**What needs to be done:**
Where the word "limit" appears in a line below, copy the whole line.

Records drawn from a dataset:

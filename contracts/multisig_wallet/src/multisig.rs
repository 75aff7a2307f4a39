use soroban_sdk::{contract, contractimpl, panic_with_error, token, Address, Env, Vec};

use crate::errors::WalletError;
use crate::events::{
    Deposit, SignerChanged, TxConfirmationRevoked, TxConfirmed, TxSubmitted, Withdraw,
};
use crate::execution;
use crate::registry;
use crate::storage;
use crate::types::{null_address, Call, ExecutionStatus, Transaction, THRESHOLD};

#[contract]
pub struct MultisigWallet;

#[contractimpl]
impl MultisigWallet {
    /// Sets up the signer set and the token used to hold value.
    ///
    /// The list must hold exactly fifteen distinct, non-null addresses.
    pub fn initialize(
        env: Env,
        signers: Vec<Address>,
        value_token: Address,
    ) -> Result<(), WalletError> {
        if storage::is_initialized(&env) {
            return Err(WalletError::AlreadyInitialized);
        }

        registry::validate(&env, &signers)?;

        storage::set_signers(&env, &signers);
        storage::set_value_token(&env, &value_token);
        storage::set_transaction_count(&env, 0);
        storage::set_initialized(&env);
        storage::extend_instance(&env);
        Ok(())
    }

    // Signer registry

    pub fn is_signer(env: Env, id: Address) -> bool {
        Self::require_initialized(&env);
        registry::is_signer(&env, &id)
    }

    pub fn signer_at(env: Env, index: u32) -> Result<Address, WalletError> {
        Self::require_initialized(&env);
        registry::signer_at(&env, index)
    }

    pub fn signers(env: Env) -> Vec<Address> {
        Self::require_initialized(&env);
        storage::get_signers(&env)
    }

    /// Swaps `old` for `new` in the same slot. Only reachable through an
    /// executed transaction addressed to the wallet.
    pub fn replace_signer(env: Env, old: Address, new: Address) -> Result<(), WalletError> {
        Self::require_initialized(&env);
        Self::require_self_call(&env)?;

        registry::replace(&env, &old, &new)?;

        SignerChanged {
            previous_signer: old,
            new_signer: new,
        }
        .publish(&env);
        Ok(())
    }

    // Transaction ledger

    /// Records a new transaction confirmed by `signer` and returns its id.
    ///
    /// A transaction either calls `data` or sends `value`, not both.
    pub fn submit(
        env: Env,
        signer: Address,
        destination: Address,
        value: i128,
        data: Option<Call>,
    ) -> Result<u64, WalletError> {
        Self::require_initialized(&env);
        signer.require_auth();
        registry::require_signer(&env, &signer)?;

        if destination == null_address(&env) {
            return Err(WalletError::NullAddress);
        }
        if value < 0 {
            return Err(WalletError::InvalidAmount);
        }
        if value > 0 && data.is_some() {
            return Err(WalletError::InvalidCall);
        }

        storage::extend_instance(&env);
        let tx_id = storage::get_transaction_count(&env);
        storage::set_transaction_count(&env, tx_id + 1);

        let mut calls = Vec::new(&env);
        if let Some(call) = data {
            calls.push_back(call);
        }
        let tx = Transaction {
            destination,
            value,
            data: calls,
            executed: false,
        };
        storage::set_transaction(&env, tx_id, &tx);

        TxSubmitted {
            signer: signer.clone(),
            transaction_id: tx_id,
        }
        .publish(&env);

        Self::record_confirmation(&env, tx_id, tx, signer);
        Ok(tx_id)
    }

    pub fn confirm(env: Env, signer: Address, tx_id: u64) -> Result<ExecutionStatus, WalletError> {
        Self::require_initialized(&env);
        signer.require_auth();
        registry::require_signer(&env, &signer)?;

        let tx = Self::open_transaction(&env, tx_id)?;
        if storage::get_confirmations(&env, tx_id)
            .first_index_of(&signer)
            .is_some()
        {
            return Err(WalletError::AlreadyConfirmed);
        }

        Ok(Self::record_confirmation(&env, tx_id, tx, signer))
    }

    pub fn revoke(env: Env, signer: Address, tx_id: u64) -> Result<(), WalletError> {
        Self::require_initialized(&env);
        signer.require_auth();
        registry::require_signer(&env, &signer)?;

        Self::open_transaction(&env, tx_id)?;

        let mut confirmations = storage::get_confirmations(&env, tx_id);
        let index = confirmations
            .first_index_of(&signer)
            .ok_or(WalletError::NotConfirmed)?;
        confirmations.remove(index);
        storage::set_confirmations(&env, tx_id, &confirmations);

        TxConfirmationRevoked {
            signer,
            transaction_id: tx_id,
        }
        .publish(&env);
        Ok(())
    }

    /// Re-attempts a transaction. Does nothing while quorum is missing.
    pub fn execute(env: Env, tx_id: u64) -> Result<ExecutionStatus, WalletError> {
        Self::require_initialized(&env);
        let tx = Self::open_transaction(&env, tx_id)?;

        if !Self::quorum_reached(&env, tx_id) {
            return Ok(ExecutionStatus::Pending);
        }
        Ok(execution::attempt(&env, tx_id, tx))
    }

    pub fn transaction_count(env: Env) -> u64 {
        Self::require_initialized(&env);
        storage::get_transaction_count(&env)
    }

    pub fn transaction(env: Env, tx_id: u64) -> Result<Transaction, WalletError> {
        Self::require_initialized(&env);
        storage::get_transaction(&env, tx_id).ok_or(WalletError::UnknownTransaction)
    }

    pub fn confirmations(env: Env, tx_id: u64, signer: Address) -> bool {
        Self::require_initialized(&env);
        storage::get_confirmations(&env, tx_id)
            .first_index_of(&signer)
            .is_some()
    }

    pub fn confirmation_count(env: Env, tx_id: u64) -> u32 {
        Self::require_initialized(&env);
        storage::get_confirmations(&env, tx_id).len()
    }

    /// Confirming signers in the order they confirmed.
    pub fn confirming_signers(env: Env, tx_id: u64) -> Vec<Address> {
        Self::require_initialized(&env);
        storage::get_confirmations(&env, tx_id)
    }

    pub fn is_quorum_reached(env: Env, tx_id: u64) -> bool {
        Self::require_initialized(&env);
        Self::quorum_reached(&env, tx_id)
    }

    pub fn pending_count(env: Env) -> u64 {
        Self::require_initialized(&env);
        let mut count = 0u64;
        for tx_id in 0..storage::get_transaction_count(&env) {
            if Self::is_pending(&env, tx_id) {
                count += 1;
            }
        }
        count
    }

    /// Ids of unexecuted transactions in ascending order, skipping the first
    /// `offset` of them and returning at most `limit`.
    pub fn pending_ids(env: Env, offset: u64, limit: u64) -> Vec<u64> {
        Self::require_initialized(&env);
        let mut ids = Vec::new(&env);
        let mut skipped = 0u64;
        for tx_id in 0..storage::get_transaction_count(&env) {
            if ids.len() as u64 >= limit {
                break;
            }
            if !Self::is_pending(&env, tx_id) {
                continue;
            }
            if skipped < offset {
                skipped += 1;
                continue;
            }
            ids.push_back(tx_id);
        }
        ids
    }

    // Value

    /// Pulls `amount` of the value token from `from` into the wallet.
    pub fn deposit(env: Env, from: Address, amount: i128) -> Result<(), WalletError> {
        Self::require_initialized(&env);
        from.require_auth();

        if amount < 0 {
            return Err(WalletError::InvalidAmount);
        }

        storage::extend_instance(&env);
        let value_token = token::Client::new(&env, &storage::get_value_token(&env));
        value_token.transfer(&from, &env.current_contract_address(), &amount);

        Deposit {
            signer: from,
            value: amount,
        }
        .publish(&env);
        Ok(())
    }

    /// Sends held value to a signer. Only reachable through an executed
    /// transaction addressed to the wallet.
    pub fn withdraw(env: Env, recipient: Address, amount: i128) -> Result<(), WalletError> {
        Self::require_initialized(&env);
        Self::require_self_call(&env)?;
        registry::require_signer(&env, &recipient)?;

        if amount < 0 || amount > Self::balance(env.clone()) {
            return Err(WalletError::InvalidAmount);
        }
        execution::send_value(&env, &recipient, amount)?;

        Withdraw {
            recipient,
            value: amount,
        }
        .publish(&env);
        Ok(())
    }

    pub fn balance(env: Env) -> i128 {
        Self::require_initialized(&env);
        token::Client::new(&env, &storage::get_value_token(&env))
            .balance(&env.current_contract_address())
    }

    pub fn value_token(env: Env) -> Address {
        Self::require_initialized(&env);
        storage::get_value_token(&env)
    }

    // Token relay

    /// Mints `amount` of `token` to `recipient` on behalf of a single signer.
    /// No confirmations are collected for this path.
    pub fn forward_mint_call(
        env: Env,
        signer: Address,
        token: Address,
        recipient: Address,
        amount: i128,
    ) -> Result<(), WalletError> {
        Self::require_initialized(&env);
        signer.require_auth();
        registry::require_signer(&env, &signer)?;

        if recipient == null_address(&env) {
            return Err(WalletError::NullAddress);
        }
        if recipient == token {
            return Err(WalletError::InvalidAddress);
        }
        if amount <= 0 {
            return Err(WalletError::InvalidAmount);
        }

        execution::forward_mint(&env, &token, &recipient, amount);
        Ok(())
    }
}

impl MultisigWallet {
    fn require_initialized(env: &Env) {
        if !storage::is_initialized(env) {
            panic_with_error!(env, WalletError::NotInitialized);
        }
    }

    fn require_self_call(env: &Env) -> Result<(), WalletError> {
        if !storage::is_self_call(env) {
            return Err(WalletError::NotSelf);
        }
        Ok(())
    }

    /// Loads a transaction that may still be confirmed, revoked or executed.
    fn open_transaction(env: &Env, tx_id: u64) -> Result<Transaction, WalletError> {
        let tx = storage::get_transaction(env, tx_id).ok_or(WalletError::UnknownTransaction)?;
        if tx.executed {
            return Err(WalletError::AlreadyExecuted);
        }
        storage::extend_instance(env);
        storage::extend_transaction(env, tx_id);
        Ok(tx)
    }

    fn quorum_reached(env: &Env, tx_id: u64) -> bool {
        storage::get_confirmations(env, tx_id).len() >= THRESHOLD
    }

    fn is_pending(env: &Env, tx_id: u64) -> bool {
        storage::get_transaction(env, tx_id).is_some_and(|tx| !tx.executed)
    }

    /// Adds `signer` to the confirmations of `tx_id` and attempts execution
    /// once the threshold is met.
    fn record_confirmation(
        env: &Env,
        tx_id: u64,
        tx: Transaction,
        signer: Address,
    ) -> ExecutionStatus {
        let mut confirmations = storage::get_confirmations(env, tx_id);
        confirmations.push_back(signer.clone());
        storage::set_confirmations(env, tx_id, &confirmations);

        TxConfirmed {
            signer,
            transaction_id: tx_id,
        }
        .publish(env);

        if confirmations.len() >= THRESHOLD {
            execution::attempt(env, tx_id, tx)
        } else {
            ExecutionStatus::Pending
        }
    }
}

**Result of this exercise:**
    /// `offset` of them and returning at most `limit`.
    pub fn pending_ids(env: Env, offset: u64, limit: u64) -> Vec<u64> {
            if ids.len() as u64 >= limit {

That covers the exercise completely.